What Should Your Garage Do After an Automatic Gearbox Replacement?
Replacing the car’s transmission is not a task that many of us can take on ourselves. In fact, nearly all professional mechanics recommend that you never attempt it, even if you have some degree of experience and/or confidence to do the job yourself. An automatic gearbox is an extremely complex piece of kit, and it’s best left to those with the real knowhow.
So, what’s left for you to do? While you might not be performing the task yourself, it’s still important that you know both what the job entails, and what the follow-up steps are on the part of your mechanic. When you know, you can check, and when you can check, you can avoid things going wrong. Below is our info on what you need to know about what garages need to do during and after an automatic gearbox replacement job.
1. The Replacement Itself
First, let’s be clear on what exactly an automatic gearbox replacement entails. The job can potentially take a few days’ time to finish completely. Below you’ll find a step-by-step rundown of what typically goes on:
Part 1: Removal
Step 1: The first components they remove are the negative battery cable, plastic air intake components (if needed to make space), the transmission fluid dipstick and dipstick tube, as well as any brackets, cables or hoses that are currently fixing the automatic gearbox to the engine.
Step 2: The mechanic will next remove the starter bolts — possibly the whole starter if that’s necessary — and pull the starter from its housing to push it aside. They should use a bungee cord to support it, and not let it just dangle from its wires.

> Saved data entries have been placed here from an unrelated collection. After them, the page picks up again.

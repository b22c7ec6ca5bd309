use rusqlite::Connection;

use crate::models::ConversationRow;
use crate::{Database, OptionalExt, StoreError, StoreResult, now_rfc3339};

/// Canonical ordering for the unordered participant pair: lexicographic on
/// the UUID strings, matching the UNIQUE(participant_a, participant_b) index.
fn canonical_pair<'a>(x: &'a str, y: &'a str) -> (&'a str, &'a str) {
    if x < y { (x, y) } else { (y, x) }
}

impl Database {
    /// Idempotent create: the first caller inserts, every later caller for
    /// the same unordered pair gets the existing row back. `INSERT OR IGNORE`
    /// against the unique pair index makes the check-and-insert atomic, so
    /// concurrent (a,b) and (b,a) creates observe the same id.
    ///
    /// Returns `(row, created)` — `created` is false when the pair already
    /// had a conversation.
    pub fn create_conversation(
        &self,
        id: &str,
        requester_id: &str,
        participant_id: &str,
    ) -> StoreResult<(ConversationRow, bool)> {
        if requester_id == participant_id {
            return Err(StoreError::Validation(
                "cannot start a conversation with yourself".into(),
            ));
        }

        self.get_user_by_id(participant_id)?
            .ok_or(StoreError::NotFound)?;

        let (a, b) = canonical_pair(requester_id, participant_id);

        self.with_conn_mut(|conn| {
            let inserted = conn.execute(
                "INSERT OR IGNORE INTO conversations (id, participant_a, participant_b, created_at)
                 VALUES (?1, ?2, ?3, ?4)",
                rusqlite::params![id, a, b, now_rfc3339()],
            )?;

            let row = query_conversation_by_pair(conn, a, b)?
                .ok_or_else(|| StoreError::Transient("conversation vanished after insert".into()))?;

            Ok((row, inserted == 1))
        })
    }

    /// All conversations `user_id` participates in, newest activity first
    /// (last message timestamp, falling back to the conversation's own
    /// creation time).
    pub fn list_conversations(&self, user_id: &str) -> StoreResult<Vec<ConversationRow>> {
        self.with_conn(|conn| {
            let mut stmt = conn.prepare(
                "SELECT c.id, c.participant_a, c.participant_b, c.created_at
                 FROM conversations c
                 WHERE c.participant_a = ?1 OR c.participant_b = ?1
                 ORDER BY COALESCE(
                     (SELECT MAX(m.created_at) FROM messages m WHERE m.conversation_id = c.id),
                     c.created_at
                 ) DESC",
            )?;

            let rows = stmt
                .query_map([user_id], |row| {
                    Ok(ConversationRow {
                        id: row.get(0)?,
                        participant_a: row.get(1)?,
                        participant_b: row.get(2)?,
                        created_at: row.get(3)?,
                    })
                })?
                .collect::<std::result::Result<Vec<_>, _>>()?;

            Ok(rows)
        })
    }

    pub fn get_conversation(
        &self,
        id: &str,
        requester_id: &str,
    ) -> StoreResult<ConversationRow> {
        let row = self
            .with_conn(|conn| query_conversation_by_id(conn, id))?
            .ok_or(StoreError::NotFound)?;

        if !row.has_participant(requester_id) {
            return Err(StoreError::NotAuthorized);
        }

        Ok(row)
    }
}

fn query_conversation_by_id(conn: &Connection, id: &str) -> StoreResult<Option<ConversationRow>> {
    let mut stmt = conn.prepare(
        "SELECT id, participant_a, participant_b, created_at FROM conversations WHERE id = ?1",
    )?;

    let row = stmt
        .query_row([id], |row| {
            Ok(ConversationRow {
                id: row.get(0)?,
                participant_a: row.get(1)?,
                participant_b: row.get(2)?,
                created_at: row.get(3)?,
            })
        })
        .optional()?;

    Ok(row)
}

fn query_conversation_by_pair(
    conn: &Connection,
    a: &str,
    b: &str,
) -> StoreResult<Option<ConversationRow>> {
    let mut stmt = conn.prepare(
        "SELECT id, participant_a, participant_b, created_at
         FROM conversations WHERE participant_a = ?1 AND participant_b = ?2",
    )?;

    let row = stmt
        .query_row([a, b], |row| {
            Ok(ConversationRow {
                id: row.get(0)?,
                participant_a: row.get(1)?,
                participant_b: row.get(2)?,
                created_at: row.get(3)?,
            })
        })
        .optional()?;

    Ok(row)
}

Step 3: The previous step allows access to the transmission housing and where it attaches to the engine. This housing is then removed.
Step 4: Next, the rear wheel is chocked and the front of the vehicle raised up. Transmission fluid is drained into a receptacle.
Step 5: The driveshaft is released from the differential and then removed to be set aside until being restored later.
Step 6: Electrical connectors and hoses are removed, as are transmission oil cooler lines, starter bolts, the torque converter, transmission mount, cross member, exhaust crossover pipe, transmission bell housing bolts are removed.
Step 7: Finally, the torque converter and transmissions are separated
Part 2: Installation
Much of the installation is restoring the steps mentioned above, but there are some key inspection points that the mechanic first undertakes. They first check the surfaces of the transmission housing and the engine for any dirt, grease and other contaminants and first clean it up as needed.
Next, they check the crank pilot hole to ensure that it is also free of any debris or rust. They’ll also make sure any wiring and other electrical components are safely pushed to one side. With great care, the new transmission is positioned and then secured in place by reattaching all of the housings, brackets, belts, hoses and other components that were removed during the first part.
It sounds simple when put in this way, but there are countless things to check while removing and then preparing the new automatic gearbox for installation. It takes a lot of experience and training just to make the process safe, which is why it’s virtually never recommended that gearbox replacement is done as a DIY job.
2. Follow-up Checks
The next thing that you the customer need to know is what a garage mechanic should be doing after the replacement job is complete. When you know these things, you can double check with your mechanic that they have been done if and when it comes time for your own automatic gearbox to be replaced:
Transmission Fluid and Shift Checks
First of all, the mechanic should have put in up to 5.5 or 6 litres of fresh transmission fluid back into the system, depending on how much is typically required for your specific vehicle make, model, year, etc. After this, they should start the engine and then test each of the gears one by one using the shifter. As they cycle through the gears, the car’s brake pedal should be held down.
At the end of the test, the mechanic should then return the shifter back to “Park.” The reason for this test was to allow the new transmission fluid to find its proper level within the system. The mechanic should have checked this after the test by looking at the transmission fluid dipstick.
Checking for Leaks
The next task of the mechanic is to look under the vehicle, inspecting the undercarriage for any signs of leaks. Just about any leak of any fluid on a car is a bad sign, but after a gearbox replacement, the potential for leaks remains. It’s an intricate job and all kinds of things can go wrong. If there are no signs of leaks anywhere on the vehicle, then the mechanic can move on to the next check.
Having put the new transmission fluid through the system and then checked the undercarriage for leaks, the car and its new automatic gearbox need to be tested. The car should be driven enough for the test driver to use all the various gears and make sure that the automatic shifts are happening smoothly and correctly.
While test driving, the mechanic will undoubtedly check for any signs that the new installation has a problem. This could be delayed engagement of a gear, thudding or grinding sounds, slipping and more. These are all the things they check, and therefore should be able to tell you about when you collect the car to take home again.
Know the Work of Your Garage
Not all of us can be good mechanics, no matter how much enthusiasm we have for the area. There are some jobs that are beyond us and we therefore put into the hands of professionals. This doesn’t mean, however, that we shouldn’t know what goes on at the garage as they perform repairs and replacements like these. Arm yourself with knowledge so you’ll always know what questions to ask when the time comes.